Et il montra le papier sur lequel Pierrot avait écrit quelques mots.

- Lis, dit Criveïn.

- Heu... "Cher Criveïn le Poète," lut Pierrot, "je suis désolé de vous apprendre que j'ai perdu votre précieuse plume, don de Pergrïen. Pour la remplacer, je vous offre ce présent en espérant qu'il vous plaira. Signé: Pierrot".

Les pensées de Pierrot se bousculaient dans sa tête. Il sursauta lorsque le Sage lui demanda, toujours d'une voix de miel:

- Pierrot, sais-tu quel est le nom de cette chose?

- Un... un stylographe..., je crois, se dépêcha d'ajouter Pierrot. La foule réunie autour d'eux poussait des oh! et des ah! d'étonnement mais Pierrot était tout aussi surpris d'entendre ces mots lui sortir de la bouche.

- Et tu sais comment cela fonctionne? l'interrogea de nouveau le Poète.

- Non! Et... Il crut perdre la tête. Il sentit ses pieds se dérober sous lui: il perdit connaissance.

* * *

Les mythologies anciennes en ont fait une divinité. Les tribus anciennes l'on craint et l'ont glorifiée. Les poètes du monde entier l'ont célébré et chanté.

Toute de blanc vêtue, ronde, pleine, mystérieuse: la Lune!

La Lune...

Assez puissante pour influencer le mouvement des océans immenses.

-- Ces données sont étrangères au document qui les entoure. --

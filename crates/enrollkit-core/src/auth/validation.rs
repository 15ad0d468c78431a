//! Client-side checks run before credentials or registration data leave
//! the process. The server stays authoritative; these only catch obvious
//! mistakes without a round trip.

use std::sync::OnceLock;

use regex::Regex;
use thiserror::Error;

use crate::models::RegistrationRequest;

const MAX_EMAIL_LENGTH: usize = 100;
const MIN_PASSWORD_LENGTH: usize = 8;
const MAX_PASSWORD_LENGTH: usize = 50;
const MAX_NAME_LENGTH: usize = 50;
const MAX_SUFFIX_LENGTH: usize = 4;
const MAX_ADDRESS_LENGTH: usize = 255;
const MIN_AGE: u32 = 1;
const MAX_AGE: u32 = 120;

/// Age assumed when the form leaves it blank.
const DEFAULT_AGE: u32 = 18;

static EMAIL_REGEX: OnceLock<Regex> = OnceLock::new();
static PHONE_REGEX: OnceLock<Regex> = OnceLock::new();
static NAME_REGEX: OnceLock<Regex> = OnceLock::new();
static ADDRESS_REGEX: OnceLock<Regex> = OnceLock::new();

#[derive(Error, Debug, Clone, PartialEq, Eq)]
pub enum ValidationError {
    #[error("Must be a valid email address")]
    InvalidEmail,

    #[error("Email must be less than {MAX_EMAIL_LENGTH} characters")]
    EmailTooLong,

    #[error("Password must be between {MIN_PASSWORD_LENGTH} and {MAX_PASSWORD_LENGTH} characters")]
    PasswordLength,

    #[error("Cellphone number must be between 11 and 13 digits")]
    InvalidCellphone,

    #[error("{field} must be at most {max} characters")]
    TooLong { field: &'static str, max: usize },

    #[error("Must be valid name format: {0}")]
    InvalidName(String),

    #[error("Must be valid address format: {0}")]
    InvalidAddress(String),

    #[error("Age must be between {MIN_AGE} and {MAX_AGE}")]
    AgeOutOfRange,
}

/// Email and password as typed into the sign-in form.
#[derive(Clone)]
pub struct Credentials {
    pub email: String,
    pub password: String,
}

impl std::fmt::Debug for Credentials {
    fn fmt(&self, f: &mut std::fmt::Formatter<'_>) -> std::fmt::Result {
        f.debug_struct("Credentials")
            .field("email", &self.email)
            .field("password", &"<redacted>")
            .finish()
    }
}

impl Credentials {
    pub fn new(email: impl Into<String>, password: impl Into<String>) -> Self {
        Self {
            email: email.into(),
            password: password.into(),
        }
    }

    pub fn validate(&self) -> Result<(), ValidationError> {
        validate_email(&self.email)?;
        validate_password(&self.password)
    }
}

fn email_regex() -> &'static Regex {
    EMAIL_REGEX.get_or_init(|| Regex::new(r"^[^\s@]+@[^\s@]+\.[^\s@]+$").expect("valid email regex"))
}

fn phone_regex() -> &'static Regex {
    PHONE_REGEX.get_or_init(|| Regex::new(r"^\d{11,13}$").expect("valid phone regex"))
}

fn name_regex() -> &'static Regex {
    NAME_REGEX.get_or_init(|| Regex::new(r"^\p{L}[\p{L}\p{M}'\- ]*$").expect("valid name regex"))
}

fn address_regex() -> &'static Regex {
    ADDRESS_REGEX.get_or_init(|| {
        Regex::new(r"^[\p{L}\p{N}][\p{L}\p{N}\p{M}'\-\s.,#]*$").expect("valid address regex")
    })
}

pub fn validate_email(email: &str) -> Result<(), ValidationError> {
    let trimmed = email.trim();
    if !email_regex().is_match(trimmed) {
        return Err(ValidationError::InvalidEmail);
    }
    if trimmed.chars().count() > MAX_EMAIL_LENGTH {
        return Err(ValidationError::EmailTooLong);
    }
    Ok(())
}

pub fn validate_password(password: &str) -> Result<(), ValidationError> {
    let len = password.chars().count();
    if !(MIN_PASSWORD_LENGTH..=MAX_PASSWORD_LENGTH).contains(&len) {
        return Err(ValidationError::PasswordLength);
    }
    Ok(())
}

pub fn validate_cellphone(number: &str) -> Result<(), ValidationError> {
    if !phone_regex().is_match(number) {
        return Err(ValidationError::InvalidCellphone);
    }
    Ok(())
}

fn validate_name(field: &'static str, name: &str) -> Result<(), ValidationError> {
    let trimmed = name.trim();
    if trimmed.chars().count() > MAX_NAME_LENGTH {
        return Err(ValidationError::TooLong {
            field,
            max: MAX_NAME_LENGTH,
        });
    }
    if !name_regex().is_match(trimmed) {
        return Err(ValidationError::InvalidName(name.to_string()));
    }
    Ok(())
}

fn validate_suffix(suffix: Option<&str>) -> Result<(), ValidationError> {
    match suffix {
        Some(s) if s.chars().count() > MAX_SUFFIX_LENGTH => Err(ValidationError::TooLong {
            field: "Suffix",
            max: MAX_SUFFIX_LENGTH,
        }),
        _ => Ok(()),
    }
}

fn validate_age(age: u32) -> Result<(), ValidationError> {
    if !(MIN_AGE..=MAX_AGE).contains(&age) {
        return Err(ValidationError::AgeOutOfRange);
    }
    Ok(())
}

fn validate_address(address: &str) -> Result<(), ValidationError> {
    let trimmed = address.trim();
    if trimmed.chars().count() > MAX_ADDRESS_LENGTH {
        return Err(ValidationError::TooLong {
            field: "Complete address",
            max: MAX_ADDRESS_LENGTH,
        });
    }
    if !address_regex().is_match(trimmed) {
        return Err(ValidationError::InvalidAddress(address.to_string()));
    }
    Ok(())
}

/// Run every registration check in form order, stopping at the first failure.
pub fn validate_registration(request: &RegistrationRequest) -> Result<(), ValidationError> {
    validate_email(&request.email)?;
    validate_cellphone(&request.cellphone_number)?;
    validate_password(&request.password)?;
    validate_name("First name", &request.first_name)?;
    if let Some(middle) = request.middle_name.as_deref().filter(|m| !m.is_empty()) {
        validate_name("Middle name", middle)?;
    }
    validate_name("Last name", &request.last_name)?;
    validate_suffix(request.suffix.as_deref())?;
    validate_age(request.age.unwrap_or(DEFAULT_AGE))?;
    if let Some(address) = request.complete_address.as_deref() {
        validate_address(address)?;
    }
    Ok(())
}

#[cfg(test)]
mod tests {
    use super::*;
    use crate::models::UserGender;

    fn registration() -> RegistrationRequest {
        RegistrationRequest {
            email: "juan.delacruz@school.edu".to_string(),
            cellphone_number: "09171234567".to_string(),
            password: "correct-horse".to_string(),
            role: None,
            first_name: "Juan".to_string(),
            middle_name: Some("Peña".to_string()),
            last_name: "Dela Cruz".to_string(),
            suffix: Some("Jr.".to_string()),
            age: Some(19),
            gender: UserGender::Male,
            complete_address: Some("12 Rizal St., Malabon City".to_string()),
        }
    }

    #[test]
    fn test_email_rules() {
        assert!(validate_email("a@b.co").is_ok());
        assert!(validate_email("  padded@school.edu  ").is_ok());
        assert_eq!(validate_email(""), Err(ValidationError::InvalidEmail));
        assert_eq!(validate_email("no-at-sign.com"), Err(ValidationError::InvalidEmail));
        assert_eq!(validate_email("a@nodot"), Err(ValidationError::InvalidEmail));
        assert_eq!(validate_email("two words@x.com"), Err(ValidationError::InvalidEmail));

        let long = format!("{}@school.edu", "a".repeat(95));
        assert_eq!(validate_email(&long), Err(ValidationError::EmailTooLong));
    }

    #[test]
    fn test_password_length() {
        assert_eq!(validate_password("short"), Err(ValidationError::PasswordLength));
        assert!(validate_password("12345678").is_ok());
        assert!(validate_password(&"p".repeat(50)).is_ok());
        assert_eq!(validate_password(&"p".repeat(51)), Err(ValidationError::PasswordLength));
    }

    #[test]
    fn test_credentials_validate() {
        assert!(Credentials::new("a@b.co", "longenough").validate().is_ok());
        assert_eq!(
            Credentials::new("a@b.co", "short").validate(),
            Err(ValidationError::PasswordLength)
        );
        let printed = format!("{:?}", Credentials::new("a@b.co", "longenough"));
        assert!(!printed.contains("longenough"));
    }

    #[test]
    fn test_registration_accepts_valid_form() {
        assert_eq!(validate_registration(&registration()), Ok(()));
    }

    #[test]
    fn test_registration_defaults_for_blank_fields() {
        let mut request = registration();
        request.age = None;
        request.middle_name = Some(String::new());
        request.complete_address = None;
        request.suffix = None;
        assert_eq!(validate_registration(&request), Ok(()));
    }

    #[test]
    fn test_registration_rejections() {
        let mut request = registration();
        request.cellphone_number = "0917-123".to_string();
        assert_eq!(validate_registration(&request), Err(ValidationError::InvalidCellphone));

        let mut request = registration();
        request.first_name = "J4n".to_string();
        assert_eq!(
            validate_registration(&request),
            Err(ValidationError::InvalidName("J4n".to_string()))
        );

        let mut request = registration();
        request.last_name = "x".repeat(51);
        assert!(matches!(
            validate_registration(&request),
            Err(ValidationError::TooLong { field: "Last name", .. })
        ));

        let mut request = registration();
        request.suffix = Some("Junior".to_string());
        assert!(matches!(
            validate_registration(&request),
            Err(ValidationError::TooLong { field: "Suffix", .. })
        ));

        let mut request = registration();
        request.age = Some(0);
        assert_eq!(validate_registration(&request), Err(ValidationError::AgeOutOfRange));

        let mut request = registration();
        request.complete_address = Some("@home".to_string());
        assert!(matches!(
            validate_registration(&request),
            Err(ValidationError::InvalidAddress(_))
        ));
    }
}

Assez puissante pour influencer les hommes et les bêtes...

* * *

Remit de ses émotions, Pierrot marchait lentement sur le chemin dans la Forêt Noire. La Lune éclairait le sentier, guidant ses pas. Il déambulait ainsi depuis des heures. Il réfléchissait aux derniers événements. Il ne savait trop que penser. Mais il avait pris une décision: il ne serait jamais astronome.

Il était sur le chemin de retour, ruminant encore ses sombres pensées. Puis il vit quelqu'un qui approchait. Il reconnut la silhouette cassée de Criveïn le Poète. Le vieillard le rejoignit et ils marchèrent ensemble. Le Poète semblait un peu essoufflé. Il dit en haletant:

- Tu sais, il fonctionne très bien ton heu... stylographe.

Pierrot lâcha un léger soupir. Le vieillard s'en aperçut. Il voulu le réconforter:

- Je n'ai pas de rancune. Je ne t'en veux pas d'avoir perdu la plume. Après tout, j'ai le stylographe. Et il est en or! Je m'en suis même déjà servi. Je t'ai écrit une chanson, spécialement pour toi! Tu veux l'entendre?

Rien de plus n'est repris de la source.